What you have to do:
Using the entries that follow, give only the number of lines with the word "Null" in them.

Data for analysis:
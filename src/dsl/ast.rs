//! AST types for the query DSL.

use std::fmt;

use crate::Document;

/// Root query expression.
#[derive(Debug, Clone, PartialEq)]
pub enum Expr {
    /// Single constraint: `a > 3`, `name = "x"`, `tags type array`
    Comparison(Comparison),

    /// Boolean AND: `expr1 and expr2`
    And(Vec<Expr>),

    /// Boolean OR: `expr1 or expr2`
    Or(Vec<Expr>),

    /// Boolean NOT: `not expr`
    Not(Box<Expr>),

    /// Pre-built document from list input, emitted as-is.
    Fragment(Document),
}

/// `field op value`
#[derive(Debug, Clone, PartialEq)]
pub struct Comparison {
    pub field: String,
    pub op: ComparisonOp,
    pub value: Literal,
}

/// Comparison operator of a single constraint.
#[derive(Debug, Clone, Copy, PartialEq, Eq)]
pub enum ComparisonOp {
    Eq,
    Ne,
    Gt,
    Gte,
    Lt,
    Lte,
    /// `type`: runtime type check
    Type,
    /// `exists`: field presence
    Exists,
    /// `~`: regular expression match
    Regex,
    /// `size`, `size >`, ...: array length
    Size(Relation),
}

/// Plain relational operator, also used as the suffix of `size`.
#[derive(Debug, Clone, Copy, PartialEq, Eq)]
pub enum Relation {
    Eq, // =
    Ne, // !=
    Gt, // >
    Gte, // >=
    Lt, // <
    Lte, // <=
}

impl Relation {
    /// The relation that holds exactly when `self` does not.
    pub fn complement(self) -> Self {
        match self {
            Relation::Eq => Relation::Ne,
            Relation::Ne => Relation::Eq,
            Relation::Gt => Relation::Lte,
            Relation::Gte => Relation::Lt,
            Relation::Lt => Relation::Gte,
            Relation::Lte => Relation::Gt,
        }
    }

    /// Spelling inside a `$where` JavaScript predicate.
    pub fn js_symbol(self) -> &'static str {
        match self {
            Relation::Eq => "==",
            Relation::Ne => "!=",
            Relation::Gt => ">",
            Relation::Gte => ">=",
            Relation::Lt => "<",
            Relation::Lte => "<=",
        }
    }
}

impl fmt::Display for Relation {
    fn fmt(&self, f: &mut fmt::Formatter<'_>) -> fmt::Result {
        match self {
            Relation::Eq => write!(f, "="),
            other => write!(f, "{}", other.js_symbol()),
        }
    }
}

impl From<Relation> for ComparisonOp {
    fn from(rel: Relation) -> Self {
        match rel {
            Relation::Eq => ComparisonOp::Eq,
            Relation::Ne => ComparisonOp::Ne,
            Relation::Gt => ComparisonOp::Gt,
            Relation::Gte => ComparisonOp::Gte,
            Relation::Lt => ComparisonOp::Lt,
            Relation::Lte => ComparisonOp::Lte,
        }
    }
}

impl ComparisonOp {
    /// The relational view of a plain comparison, `None` for the keyword operators.
    pub fn relation(self) -> Option<Relation> {
        match self {
            ComparisonOp::Eq => Some(Relation::Eq),
            ComparisonOp::Ne => Some(Relation::Ne),
            ComparisonOp::Gt => Some(Relation::Gt),
            ComparisonOp::Gte => Some(Relation::Gte),
            ComparisonOp::Lt => Some(Relation::Lt),
            ComparisonOp::Lte => Some(Relation::Lte),
            _ => None,
        }
    }
}

impl fmt::Display for ComparisonOp {
    fn fmt(&self, f: &mut fmt::Formatter<'_>) -> fmt::Result {
        match self {
            ComparisonOp::Type => write!(f, "type"),
            ComparisonOp::Exists => write!(f, "exists"),
            ComparisonOp::Regex => write!(f, "~"),
            ComparisonOp::Size(Relation::Eq) => write!(f, "size"),
            ComparisonOp::Size(rel) => write!(f, "size{}", rel),
            plain => match plain.relation() {
                Some(rel) => write!(f, "{}", rel),
                None => Ok(()),
            },
        }
    }
}

/// Typed right-hand side of a comparison.
#[derive(Debug, Clone, PartialEq)]
pub enum Literal {
    Int(i64),
    Float(f64),
    String(String),
    Bool(bool),
    Null,
    TypeName(TypeName),
}

impl Literal {
    /// Short description of the literal's kind, for error messages.
    pub fn kind(&self) -> &'static str {
        match self {
            Literal::Int(_) => "integer",
            Literal::Float(_) => "float",
            Literal::String(_) => "string",
            Literal::Bool(_) => "boolean",
            Literal::Null => "null",
            Literal::TypeName(_) => "type name",
        }
    }
}

/// Type names accepted on the right of `type`.
#[derive(Debug, Clone, Copy, PartialEq, Eq)]
pub enum TypeName {
    String,
    Number,
    Bool,
    Null,
    Array,
    Object,
}

impl TypeName {
    /// Resolve a DSL spelling, case-insensitively, including the legacy aliases.
    pub fn from_name(name: &str) -> Option<Self> {
        let name = name.to_ascii_lowercase();
        let ty = match name.as_str() {
            "string" | "str" => TypeName::String,
            "number" | "int" | "integer" | "float" => TypeName::Number,
            "bool" | "boolean" => TypeName::Bool,
            "null" => TypeName::Null,
            "array" => TypeName::Array,
            "object" => TypeName::Object,
            _ => return None,
        };
        Some(ty)
    }
}

impl fmt::Display for TypeName {
    fn fmt(&self, f: &mut fmt::Formatter<'_>) -> fmt::Result {
        let name = match self {
            TypeName::String => "string",
            TypeName::Number => "number",
            TypeName::Bool => "bool",
            TypeName::Null => "null",
            TypeName::Array => "array",
            TypeName::Object => "object",
        };
        f.write_str(name)
    }
}

impl Expr {
    /// Flatten nested And/Or and collapse single-operand groups.
    pub fn simplify(self) -> Self {
        match self {
            Expr::And(exprs) => {
                let mut flat = Vec::new();
                for expr in exprs {
                    match expr.simplify() {
                        Expr::And(inner) => flat.extend(inner),
                        other => flat.push(other),
                    }
                }
                collapse(flat, Expr::And)
            }
            Expr::Or(exprs) => {
                let mut flat = Vec::new();
                for expr in exprs {
                    match expr.simplify() {
                        Expr::Or(inner) => flat.extend(inner),
                        other => flat.push(other),
                    }
                }
                collapse(flat, Expr::Or)
            }
            Expr::Not(inner) => Expr::Not(Box::new(inner.simplify())),
            other => other,
        }
    }
}

fn collapse(mut exprs: Vec<Expr>, group: fn(Vec<Expr>) -> Expr) -> Expr {
    if exprs.len() == 1 {
        if let Some(only) = exprs.pop() {
            return only;
        }
    }
    group(exprs)
}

Task solution:
5